BEGIN DATA FOR ANALYSIS

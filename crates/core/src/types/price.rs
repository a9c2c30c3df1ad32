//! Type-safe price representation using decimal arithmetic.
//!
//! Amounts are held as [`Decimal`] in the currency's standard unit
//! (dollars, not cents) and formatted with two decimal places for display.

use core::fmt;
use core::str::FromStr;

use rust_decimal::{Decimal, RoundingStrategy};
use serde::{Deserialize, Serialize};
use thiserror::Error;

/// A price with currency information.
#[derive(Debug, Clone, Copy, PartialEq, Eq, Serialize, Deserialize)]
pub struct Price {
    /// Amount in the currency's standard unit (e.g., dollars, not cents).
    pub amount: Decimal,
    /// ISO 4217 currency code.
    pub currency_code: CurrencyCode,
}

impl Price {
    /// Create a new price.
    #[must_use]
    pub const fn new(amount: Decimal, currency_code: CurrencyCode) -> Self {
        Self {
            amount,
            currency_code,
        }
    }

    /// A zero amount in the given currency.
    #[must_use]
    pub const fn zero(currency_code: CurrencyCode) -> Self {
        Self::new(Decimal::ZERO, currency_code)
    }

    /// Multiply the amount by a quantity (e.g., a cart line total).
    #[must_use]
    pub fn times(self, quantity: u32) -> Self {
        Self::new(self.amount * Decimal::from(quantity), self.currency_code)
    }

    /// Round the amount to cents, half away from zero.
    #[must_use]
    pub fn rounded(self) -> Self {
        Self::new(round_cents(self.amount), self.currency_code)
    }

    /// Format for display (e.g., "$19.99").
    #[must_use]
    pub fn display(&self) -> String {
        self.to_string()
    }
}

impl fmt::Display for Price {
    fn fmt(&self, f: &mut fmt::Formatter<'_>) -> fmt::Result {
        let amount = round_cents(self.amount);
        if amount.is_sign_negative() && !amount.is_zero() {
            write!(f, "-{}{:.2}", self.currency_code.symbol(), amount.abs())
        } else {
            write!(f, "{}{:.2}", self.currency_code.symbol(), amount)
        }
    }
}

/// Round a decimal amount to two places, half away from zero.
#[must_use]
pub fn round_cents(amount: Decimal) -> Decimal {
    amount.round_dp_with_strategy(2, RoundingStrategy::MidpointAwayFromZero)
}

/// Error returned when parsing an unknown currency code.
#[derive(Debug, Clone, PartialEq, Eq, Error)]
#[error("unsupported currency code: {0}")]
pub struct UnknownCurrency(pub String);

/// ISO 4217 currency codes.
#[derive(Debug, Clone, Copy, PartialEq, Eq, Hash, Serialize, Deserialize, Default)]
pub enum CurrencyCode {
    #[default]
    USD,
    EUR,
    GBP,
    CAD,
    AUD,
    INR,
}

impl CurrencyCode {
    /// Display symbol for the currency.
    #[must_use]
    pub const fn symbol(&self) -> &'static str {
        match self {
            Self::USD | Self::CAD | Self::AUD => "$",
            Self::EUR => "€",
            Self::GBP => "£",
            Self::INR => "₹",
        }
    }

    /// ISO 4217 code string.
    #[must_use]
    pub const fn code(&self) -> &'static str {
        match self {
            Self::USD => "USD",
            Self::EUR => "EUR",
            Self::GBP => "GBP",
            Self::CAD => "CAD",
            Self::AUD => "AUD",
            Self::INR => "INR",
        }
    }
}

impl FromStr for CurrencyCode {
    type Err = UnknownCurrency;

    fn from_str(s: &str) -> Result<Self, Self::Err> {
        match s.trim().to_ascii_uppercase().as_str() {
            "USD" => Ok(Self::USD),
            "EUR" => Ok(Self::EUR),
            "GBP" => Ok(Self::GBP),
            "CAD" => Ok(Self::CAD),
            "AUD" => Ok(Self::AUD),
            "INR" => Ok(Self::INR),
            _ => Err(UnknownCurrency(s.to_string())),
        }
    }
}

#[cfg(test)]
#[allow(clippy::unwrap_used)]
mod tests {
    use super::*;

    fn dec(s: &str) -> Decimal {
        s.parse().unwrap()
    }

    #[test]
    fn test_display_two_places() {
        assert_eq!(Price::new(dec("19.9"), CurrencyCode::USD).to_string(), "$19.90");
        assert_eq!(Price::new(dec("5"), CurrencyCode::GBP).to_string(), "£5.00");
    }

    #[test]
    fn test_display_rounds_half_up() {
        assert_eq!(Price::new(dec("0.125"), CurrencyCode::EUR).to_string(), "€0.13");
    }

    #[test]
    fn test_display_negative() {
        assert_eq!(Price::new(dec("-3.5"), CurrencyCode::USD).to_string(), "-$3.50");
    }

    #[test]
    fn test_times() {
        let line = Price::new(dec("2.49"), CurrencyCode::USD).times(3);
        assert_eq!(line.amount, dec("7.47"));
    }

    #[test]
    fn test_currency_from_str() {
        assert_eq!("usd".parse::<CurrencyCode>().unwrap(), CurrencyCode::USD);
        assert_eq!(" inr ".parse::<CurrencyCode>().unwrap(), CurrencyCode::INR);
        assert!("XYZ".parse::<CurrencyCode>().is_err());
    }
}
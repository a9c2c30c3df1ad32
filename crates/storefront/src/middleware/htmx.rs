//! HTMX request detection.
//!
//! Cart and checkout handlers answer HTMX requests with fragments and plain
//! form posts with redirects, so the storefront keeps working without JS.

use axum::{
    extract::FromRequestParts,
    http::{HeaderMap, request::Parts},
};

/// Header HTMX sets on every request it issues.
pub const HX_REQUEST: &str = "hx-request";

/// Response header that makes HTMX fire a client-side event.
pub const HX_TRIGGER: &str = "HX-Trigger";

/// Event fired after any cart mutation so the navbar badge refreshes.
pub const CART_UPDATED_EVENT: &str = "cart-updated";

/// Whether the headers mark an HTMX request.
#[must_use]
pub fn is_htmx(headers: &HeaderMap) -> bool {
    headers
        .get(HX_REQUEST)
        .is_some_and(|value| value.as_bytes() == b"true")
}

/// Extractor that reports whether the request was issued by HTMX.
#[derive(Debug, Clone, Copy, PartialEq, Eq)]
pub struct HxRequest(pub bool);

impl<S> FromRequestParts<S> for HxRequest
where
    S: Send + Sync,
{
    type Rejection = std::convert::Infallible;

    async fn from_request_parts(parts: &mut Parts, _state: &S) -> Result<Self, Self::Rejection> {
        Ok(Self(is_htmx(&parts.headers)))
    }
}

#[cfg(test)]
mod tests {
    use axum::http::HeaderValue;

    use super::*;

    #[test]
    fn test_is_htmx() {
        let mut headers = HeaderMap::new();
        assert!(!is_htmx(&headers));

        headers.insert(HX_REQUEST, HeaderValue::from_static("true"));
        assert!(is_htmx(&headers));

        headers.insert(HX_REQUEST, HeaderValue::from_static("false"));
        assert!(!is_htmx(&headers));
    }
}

END DATA FOR ANALYSIS
BEGIN DATA FOR ANALYSIS

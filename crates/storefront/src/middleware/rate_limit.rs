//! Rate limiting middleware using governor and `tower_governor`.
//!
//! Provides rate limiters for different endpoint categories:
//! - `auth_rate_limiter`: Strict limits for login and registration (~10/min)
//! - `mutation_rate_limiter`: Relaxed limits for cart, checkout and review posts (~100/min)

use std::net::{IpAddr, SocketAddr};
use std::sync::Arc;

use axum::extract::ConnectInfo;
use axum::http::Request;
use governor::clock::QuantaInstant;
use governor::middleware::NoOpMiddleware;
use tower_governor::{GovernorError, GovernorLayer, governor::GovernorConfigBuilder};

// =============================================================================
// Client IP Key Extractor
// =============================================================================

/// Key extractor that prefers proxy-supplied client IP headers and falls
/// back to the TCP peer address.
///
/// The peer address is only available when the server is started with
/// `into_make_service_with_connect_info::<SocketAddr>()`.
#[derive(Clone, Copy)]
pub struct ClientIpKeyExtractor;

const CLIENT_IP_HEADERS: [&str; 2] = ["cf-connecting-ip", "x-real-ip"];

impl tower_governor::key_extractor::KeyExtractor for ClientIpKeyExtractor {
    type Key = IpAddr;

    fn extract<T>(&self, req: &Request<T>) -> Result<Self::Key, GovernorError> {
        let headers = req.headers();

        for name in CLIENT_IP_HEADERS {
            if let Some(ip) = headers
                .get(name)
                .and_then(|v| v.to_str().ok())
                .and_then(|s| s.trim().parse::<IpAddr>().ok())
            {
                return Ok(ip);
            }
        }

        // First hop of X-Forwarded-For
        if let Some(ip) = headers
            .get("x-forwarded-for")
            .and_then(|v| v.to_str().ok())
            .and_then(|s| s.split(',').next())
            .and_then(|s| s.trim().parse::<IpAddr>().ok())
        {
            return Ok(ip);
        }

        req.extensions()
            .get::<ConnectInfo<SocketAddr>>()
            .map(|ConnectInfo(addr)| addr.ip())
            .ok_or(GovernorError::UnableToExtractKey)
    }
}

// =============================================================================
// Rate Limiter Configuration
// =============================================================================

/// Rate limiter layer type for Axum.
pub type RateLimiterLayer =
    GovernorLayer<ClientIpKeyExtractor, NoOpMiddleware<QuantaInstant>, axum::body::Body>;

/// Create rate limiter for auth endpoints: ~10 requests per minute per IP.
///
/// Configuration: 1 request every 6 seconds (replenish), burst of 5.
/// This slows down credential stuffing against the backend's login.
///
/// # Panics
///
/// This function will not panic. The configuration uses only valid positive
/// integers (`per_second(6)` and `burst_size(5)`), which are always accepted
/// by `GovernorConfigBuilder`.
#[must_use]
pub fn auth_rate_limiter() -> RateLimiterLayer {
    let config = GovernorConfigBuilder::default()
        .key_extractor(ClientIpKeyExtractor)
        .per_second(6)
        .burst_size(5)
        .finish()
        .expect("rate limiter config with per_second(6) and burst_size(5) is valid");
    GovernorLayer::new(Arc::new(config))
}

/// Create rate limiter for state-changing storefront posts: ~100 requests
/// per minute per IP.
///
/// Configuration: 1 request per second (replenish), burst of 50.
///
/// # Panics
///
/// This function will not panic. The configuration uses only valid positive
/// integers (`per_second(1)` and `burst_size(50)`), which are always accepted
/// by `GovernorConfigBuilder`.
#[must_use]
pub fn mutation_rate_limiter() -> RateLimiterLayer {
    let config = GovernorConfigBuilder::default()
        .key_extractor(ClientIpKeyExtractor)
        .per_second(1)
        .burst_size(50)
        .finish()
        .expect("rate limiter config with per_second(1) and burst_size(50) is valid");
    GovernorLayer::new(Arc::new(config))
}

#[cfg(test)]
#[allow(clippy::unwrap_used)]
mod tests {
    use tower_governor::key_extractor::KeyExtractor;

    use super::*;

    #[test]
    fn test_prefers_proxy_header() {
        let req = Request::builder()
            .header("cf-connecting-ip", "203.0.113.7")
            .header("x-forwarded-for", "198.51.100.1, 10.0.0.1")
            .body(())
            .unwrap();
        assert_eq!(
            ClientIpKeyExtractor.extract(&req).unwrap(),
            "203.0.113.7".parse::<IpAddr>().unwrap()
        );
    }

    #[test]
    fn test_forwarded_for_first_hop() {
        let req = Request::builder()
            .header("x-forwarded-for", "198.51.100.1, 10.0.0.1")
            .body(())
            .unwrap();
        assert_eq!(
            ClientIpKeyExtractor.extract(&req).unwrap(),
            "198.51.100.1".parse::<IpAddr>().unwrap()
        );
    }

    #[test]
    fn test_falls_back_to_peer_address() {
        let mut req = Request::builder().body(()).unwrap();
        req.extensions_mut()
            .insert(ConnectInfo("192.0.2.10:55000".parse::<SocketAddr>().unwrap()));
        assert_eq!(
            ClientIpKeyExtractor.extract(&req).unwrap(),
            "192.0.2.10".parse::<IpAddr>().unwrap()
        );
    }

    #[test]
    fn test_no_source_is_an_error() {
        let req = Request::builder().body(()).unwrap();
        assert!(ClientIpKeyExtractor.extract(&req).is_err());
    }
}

END DATA FOR ANALYSIS

REQUIREMENT:
Report how many lines in the records hold the word "every", giving the number and nothing else.

RESPONSE TO THE EXERCISE:
2